Extracted data entries:
= = = = =

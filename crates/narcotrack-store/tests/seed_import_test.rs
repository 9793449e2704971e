//! Seed import integration tests

use narcotrack_store::repo::SqliteRepo;
use narcotrack_store::seed::import_seed;
use narcotrack_store::{db, migrations};
use rusqlite::Connection;
use std::path::PathBuf;

fn setup_test_db() -> Connection {
    let mut conn = db::open_in_memory().unwrap();
    db::configure(&conn).unwrap();
    migrations::apply_migrations(&mut conn).unwrap();
    conn
}

fn fixtures_dir() -> PathBuf {
    PathBuf::from(env!("CARGO_MANIFEST_DIR"))
        .join("tests")
        .join("fixtures")
}

#[test]
fn test_import_minimal_seed() {
    let mut conn = setup_test_db();
    let path = fixtures_dir().join("seed_minimal.yaml");

    let result = import_seed(&path, &mut conn);
    assert!(result.is_ok(), "Import should succeed: {:?}", result.err());

    let med = SqliteRepo::get_medication(&conn, "fentanyl")
        .unwrap()
        .expect("medication should exist");
    assert_eq!(med.container_amount_mcg, 100);

    // No opening stock, so no period was opened
    assert!(SqliteRepo::get_open_period(&conn).unwrap().is_none());

    // Verify provenance events (started, applied, completed)
    let prov_count: i64 = conn
        .query_row("SELECT COUNT(*) FROM provenance_events", [], |row| {
            row.get(0)
        })
        .unwrap();
    assert_eq!(prov_count, 3);
}

#[test]
fn test_import_agency_seed_with_opening_stock() {
    let mut conn = setup_test_db();
    let path = fixtures_dir().join("seed_agency.yaml");

    let digest = import_seed(&path, &mut conn).unwrap();
    assert_eq!(digest.len(), 64);

    assert_eq!(SqliteRepo::list_medications(&conn).unwrap().len(), 3);

    // Opening stock landed as IMPORT adjustments in a freshly opened period
    let period = SqliteRepo::get_open_period(&conn)
        .unwrap()
        .expect("importer should open a period for opening stock");
    assert_eq!(
        SqliteRepo::list_adjustments_for_period(&conn, period.id)
            .unwrap()
            .len(),
        3
    );

    // Balances reconcile in canonical micrograms
    assert_eq!(
        SqliteRepo::medication_balance(&conn, "fentanyl").unwrap(),
        1_200
    );
    assert_eq!(
        SqliteRepo::medication_balance(&conn, "midazolam").unwrap(),
        120_000
    );
    assert_eq!(
        SqliteRepo::medication_balance(&conn, "morphine").unwrap(),
        50_000
    );

    // Provenance keyed by the digest
    let prov_count: i64 = conn
        .query_row(
            "SELECT COUNT(*) FROM provenance_events WHERE correlation_id = ?",
            [&digest],
            |row| row.get(0),
        )
        .unwrap();
    assert_eq!(prov_count, 5); // started + 3 applied + completed
}

#[test]
fn test_import_failure_leaves_no_rows() {
    let mut conn = setup_test_db();
    let path = fixtures_dir().join("seed_invalid_duplicate_code.yaml");

    let result = import_seed(&path, &mut conn);
    assert!(result.is_err(), "Import should fail on invalid seed");

    let med_count: i64 = conn
        .query_row("SELECT COUNT(*) FROM medications", [], |row| row.get(0))
        .unwrap();
    assert_eq!(med_count, 0);

    let prov_count: i64 = conn
        .query_row("SELECT COUNT(*) FROM provenance_events", [], |row| {
            row.get(0)
        })
        .unwrap();
    assert_eq!(prov_count, 0);
}

#[test]
fn test_reseed_updates_without_duplicating() {
    let mut conn = setup_test_db();
    let path = fixtures_dir().join("seed_agency.yaml");

    import_seed(&path, &mut conn).unwrap();
    import_seed(&path, &mut conn).unwrap();

    // Medications upsert by code
    assert_eq!(SqliteRepo::list_medications(&conn).unwrap().len(), 3);

    // Opening stock is re-recorded: reseeding a live database doubles the
    // counts, which the report surface makes visible for reconciliation
    assert_eq!(
        SqliteRepo::medication_balance(&conn, "fentanyl").unwrap(),
        2_400
    );
}

#[test]
fn test_import_missing_file_fails() {
    let mut conn = setup_test_db();
    let path = fixtures_dir().join("does_not_exist.yaml");

    let err = import_seed(&path, &mut conn).unwrap_err();
    assert_eq!(err.kind(), narcotrack_core::TrackerErrorKind::InvalidInput);
}
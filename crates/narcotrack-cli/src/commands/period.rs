//! Reporting period commands
//!
//! Usage: narcotrack period open [--start 2024-07-01]
//!        narcotrack period close [--end 2024-09-30]

use clap::{Args, Subcommand};
use std::error::Error;
use std::path::Path;

use narcotrack_core::time;
use narcotrack_store::commands::{CloseReportingPeriod, Command, OpenReportingPeriod};
use narcotrack_store::repo::SqliteRepo;

#[derive(Debug, Args)]
pub struct PeriodArgs {
    #[command(subcommand)]
    pub command: PeriodCommand,
}

#[derive(Debug, Subcommand)]
pub enum PeriodCommand {
    /// Open a new reporting period
    Open(OpenArgs),
    /// Close the open reporting period
    Close(CloseArgs),
    /// List reporting periods
    List,
}

#[derive(Debug, Args)]
pub struct OpenArgs {
    /// Period start (RFC 3339 or YYYY-MM-DD; defaults to now)
    #[arg(long)]
    pub start: Option<String>,
}

#[derive(Debug, Args)]
pub struct CloseArgs {
    /// Period end (RFC 3339 or YYYY-MM-DD; defaults to now)
    #[arg(long)]
    pub end: Option<String>,
}

/// Execute period command
pub fn execute(db_path: &Path, args: PeriodArgs) -> Result<(), Box<dyn Error>> {
    match args.command {
        PeriodCommand::Open(open_args) => execute_open(db_path, open_args),
        PeriodCommand::Close(close_args) => execute_close(db_path, close_args),
        PeriodCommand::List => execute_list(db_path),
    }
}

fn execute_open(db_path: &Path, args: OpenArgs) -> Result<(), Box<dyn Error>> {
    let conn = super::open_store(db_path)?;

    let starts_at = match &args.start {
        Some(start) => time::parse_timestamp(start)?,
        None => time::now(),
    };

    let mut cmd = OpenReportingPeriod::new(&conn, starts_at);
    cmd.execute()?;

    println!(
        "✓ Opened reporting period {} ({})",
        cmd.period_id().unwrap_or_default(),
        time::format_timestamp(starts_at)
    );
    Ok(())
}

fn execute_close(db_path: &Path, args: CloseArgs) -> Result<(), Box<dyn Error>> {
    let conn = super::open_store(db_path)?;

    let ends_at = match &args.end {
        Some(end) => time::parse_timestamp(end)?,
        None => time::now(),
    };

    let mut cmd = CloseReportingPeriod::new(&conn, ends_at);
    cmd.execute()?;

    println!(
        "✓ Closed reporting period {} ({})",
        cmd.period_id().unwrap_or_default(),
        time::format_timestamp(ends_at)
    );
    Ok(())
}

fn execute_list(db_path: &Path) -> Result<(), Box<dyn Error>> {
    let conn = super::open_store(db_path)?;

    let periods = SqliteRepo::list_periods(&conn)?;
    if periods.is_empty() {
        println!("No reporting periods.");
        return Ok(());
    }

    println!("{:<6} {:<20} {:<20} {:<8}", "ID", "STARTS", "ENDS", "STATUS");
    for period in periods {
        println!(
            "{:<6} {:<20} {:<20} {:<8}",
            period.id,
            time::format_timestamp(period.starts_at),
            period
                .ends_at
                .map(time::format_timestamp)
                .unwrap_or_else(|| "-".to_string()),
            period.status.as_str()
        );
    }
    Ok(())
}
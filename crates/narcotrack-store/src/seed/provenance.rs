//! Provenance event tracking for seed imports
//!
//! Records events in the provenance_events table

#![allow(clippy::result_large_err)]

use crate::errors::{from_rusqlite, Result};
use rusqlite::{Connection, Transaction};

/// Provenance event kind
#[derive(Debug, Clone, Copy)]
pub enum ProvenanceKind {
    /// Seed import started
    ImportStarted,
    /// Medication registered or updated from seed
    MedicationApplied,
    /// Seed import completed
    ImportCompleted,
}

impl ProvenanceKind {
    fn as_str(&self) -> &'static str {
        match self {
            ProvenanceKind::ImportStarted => "seed_import_started",
            ProvenanceKind::MedicationApplied => "seed_medication_applied",
            ProvenanceKind::ImportCompleted => "seed_import_completed",
        }
    }
}

/// Emit a provenance event
pub fn emit_event(
    conn: &Connection,
    kind: ProvenanceKind,
    correlation_id: &str,
    metadata: Option<serde_json::Value>,
) -> Result<()> {
    let now = chrono::Utc::now().timestamp();
    let metadata_str = metadata
        .map(|m| serde_json::to_string(&m).unwrap_or_else(|_| "{}".to_string()))
        .unwrap_or_else(|| "{}".to_string());

    conn.execute(
        "INSERT INTO provenance_events (kind, correlation_id, timestamp, metadata) VALUES (?1, ?2, ?3, ?4)",
        rusqlite::params![kind.as_str(), correlation_id, now, metadata_str],
    )
    .map_err(from_rusqlite)?;

    Ok(())
}

/// Emit a provenance event within a transaction
pub fn emit_event_tx(
    tx: &Transaction,
    kind: ProvenanceKind,
    correlation_id: &str,
    metadata: Option<serde_json::Value>,
) -> Result<()> {
    emit_event(tx, kind, correlation_id, metadata)
}

/// Emit "seed import started" event
pub fn emit_started(tx: &Transaction, seed_digest: &str, agency: &str) -> Result<()> {
    emit_event_tx(
        tx,
        ProvenanceKind::ImportStarted,
        seed_digest,
        Some(serde_json::json!({
            "agency": agency,
        })),
    )
}

/// Emit "medication applied" event
pub fn emit_applied(tx: &Transaction, seed_digest: &str, medication_code: &str) -> Result<()> {
    emit_event_tx(
        tx,
        ProvenanceKind::MedicationApplied,
        seed_digest,
        Some(serde_json::json!({
            "medication_code": medication_code,
        })),
    )
}

/// Emit "seed import completed" event
pub fn emit_completed(tx: &Transaction, seed_digest: &str) -> Result<()> {
    emit_event_tx(
        tx,
        ProvenanceKind::ImportCompleted,
        seed_digest,
        Some(serde_json::json!({
            "seed_digest": seed_digest,
        })),
    )
}

#[cfg(test)]
mod tests {
    use super::*;
    use crate::migrations;
    use uuid::Uuid;

    fn setup_test_db() -> Connection {
        let mut conn = Connection::open_in_memory().unwrap();
        migrations::apply_migrations(&mut conn).unwrap();
        conn
    }

    #[test]
    fn test_emit_event() {
        let conn = setup_test_db();
        let correlation_id = Uuid::now_v7().to_string();

        emit_event(&conn, ProvenanceKind::ImportStarted, &correlation_id, None).unwrap();

        let count: i64 = conn
            .query_row(
                "SELECT COUNT(*) FROM provenance_events WHERE correlation_id = ?",
                [&correlation_id],
                |row| row.get(0),
            )
            .unwrap();

        assert_eq!(count, 1);
    }

    #[test]
    fn test_emit_started_applied_completed() {
        let mut conn = setup_test_db();
        let seed_digest = "test_digest";

        let tx = conn.transaction().unwrap();

        emit_started(&tx, seed_digest, "Example VAC").unwrap();
        emit_applied(&tx, seed_digest, "fentanyl").unwrap();
        emit_applied(&tx, seed_digest, "morphine").unwrap();
        emit_completed(&tx, seed_digest).unwrap();

        tx.commit().unwrap();

        let count: i64 = conn
            .query_row(
                "SELECT COUNT(*) FROM provenance_events WHERE correlation_id = ?",
                [seed_digest],
                |row| row.get(0),
            )
            .unwrap();

        assert_eq!(count, 4);
    }
}
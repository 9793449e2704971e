//! Seed importer orchestration
//!
//! Imports an agency seed: medications are upserted by code, opening stock
//! becomes IMPORT adjustments, everything runs in one transaction

#![allow(clippy::result_large_err)]

use crate::errors::Result;
use crate::repo::SqliteRepo;
use crate::seed::{compute_seed_digest, parse_seed_file_with_db, provenance};
use narcotrack_core::conversion;
use narcotrack_core::model::{Adjustment, EventKind, Medication};
use rusqlite::Connection;
use std::path::Path;
use uuid::Uuid;

/// Import a seed file into the database
///
/// This is the main entry point for seed import. It:
/// 1. Parses and validates the seed YAML (checking the database for
///    cross-seed stock references)
/// 2. Computes the seed digest
/// 3. Upserts the seed's medications
/// 4. Records opening stock as IMPORT adjustments, opening a reporting
///    period if none is open
/// 5. Emits provenance events keyed by the digest
///
/// The whole import commits or rolls back as a unit. Returns the seed
/// digest on success.
pub fn import_seed(path: &Path, conn: &mut Connection) -> Result<String> {
    let seed = parse_seed_file_with_db(path, Some(conn))?;
    let seed_digest = compute_seed_digest(&seed)?;

    let tx = conn.transaction().map_err(crate::errors::from_rusqlite)?;

    provenance::emit_started(&tx, &seed_digest, &seed.agency.name)?;

    for seed_medication in &seed.medications {
        let canonical = conversion::to_canonical(
            seed_medication.container_amount,
            seed_medication.unit,
        )?;

        // Keep the original registration timestamp when reseeding
        let medication = match SqliteRepo::get_medication(&tx, &seed_medication.code)? {
            Some(mut existing) => {
                existing.name = seed_medication.name.clone();
                existing.container_amount_mcg = canonical;
                existing.preferred_unit = seed_medication.unit;
                existing.fill_volume_ml = seed_medication.fill_volume_ml;
                existing.updated_at = chrono::Utc::now();
                existing
            }
            None => Medication::new(
                seed_medication.code.clone(),
                seed_medication.name.clone(),
                canonical,
                seed_medication.unit,
                seed_medication.fill_volume_ml,
            ),
        };

        SqliteRepo::persist_medication_tx(&tx, &medication)?;
        provenance::emit_applied(&tx, &seed_digest, &seed_medication.code)?;
    }

    if !seed.opening_stock.is_empty() {
        // Opening stock needs a reporting period to land in
        let period_id = match SqliteRepo::get_open_period(&tx)? {
            Some(period) => period.id,
            None => SqliteRepo::insert_period(&tx, chrono::Utc::now())?,
        };

        for stock in &seed.opening_stock {
            let amount_mcg = conversion::to_canonical(stock.amount, stock.unit)?;
            let adjustment = Adjustment::new(
                Uuid::now_v7().to_string(),
                chrono::Utc::now(),
                EventKind::Import,
                stock.medication.clone(),
                amount_mcg,
                period_id,
                stock.reference.clone(),
            );
            SqliteRepo::insert_adjustment_tx(&tx, &adjustment)?;
        }
    }

    provenance::emit_completed(&tx, &seed_digest)?;

    tx.commit().map_err(crate::errors::from_rusqlite)?;

    tracing::info!(
        agency = %seed.agency.name,
        medications = seed.medications.len(),
        digest = %seed_digest,
        "seed imported"
    );

    Ok(seed_digest)
}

= = = = =

What you should do: Among the lines above, find those carrying the word "ProvenanceKind" and copy them out.

Result:
pub enum ProvenanceKind {
impl ProvenanceKind {
            ProvenanceKind::ImportStarted => "seed_import_started",
            ProvenanceKind::MedicationApplied => "seed_medication_applied",
            ProvenanceKind::ImportCompleted => "seed_import_completed",
    kind: ProvenanceKind,
    kind: ProvenanceKind,
        ProvenanceKind::ImportStarted,
        ProvenanceKind::MedicationApplied,
        ProvenanceKind::ImportCompleted,
        emit_event(&conn, ProvenanceKind::ImportStarted, &correlation_id, None).unwrap();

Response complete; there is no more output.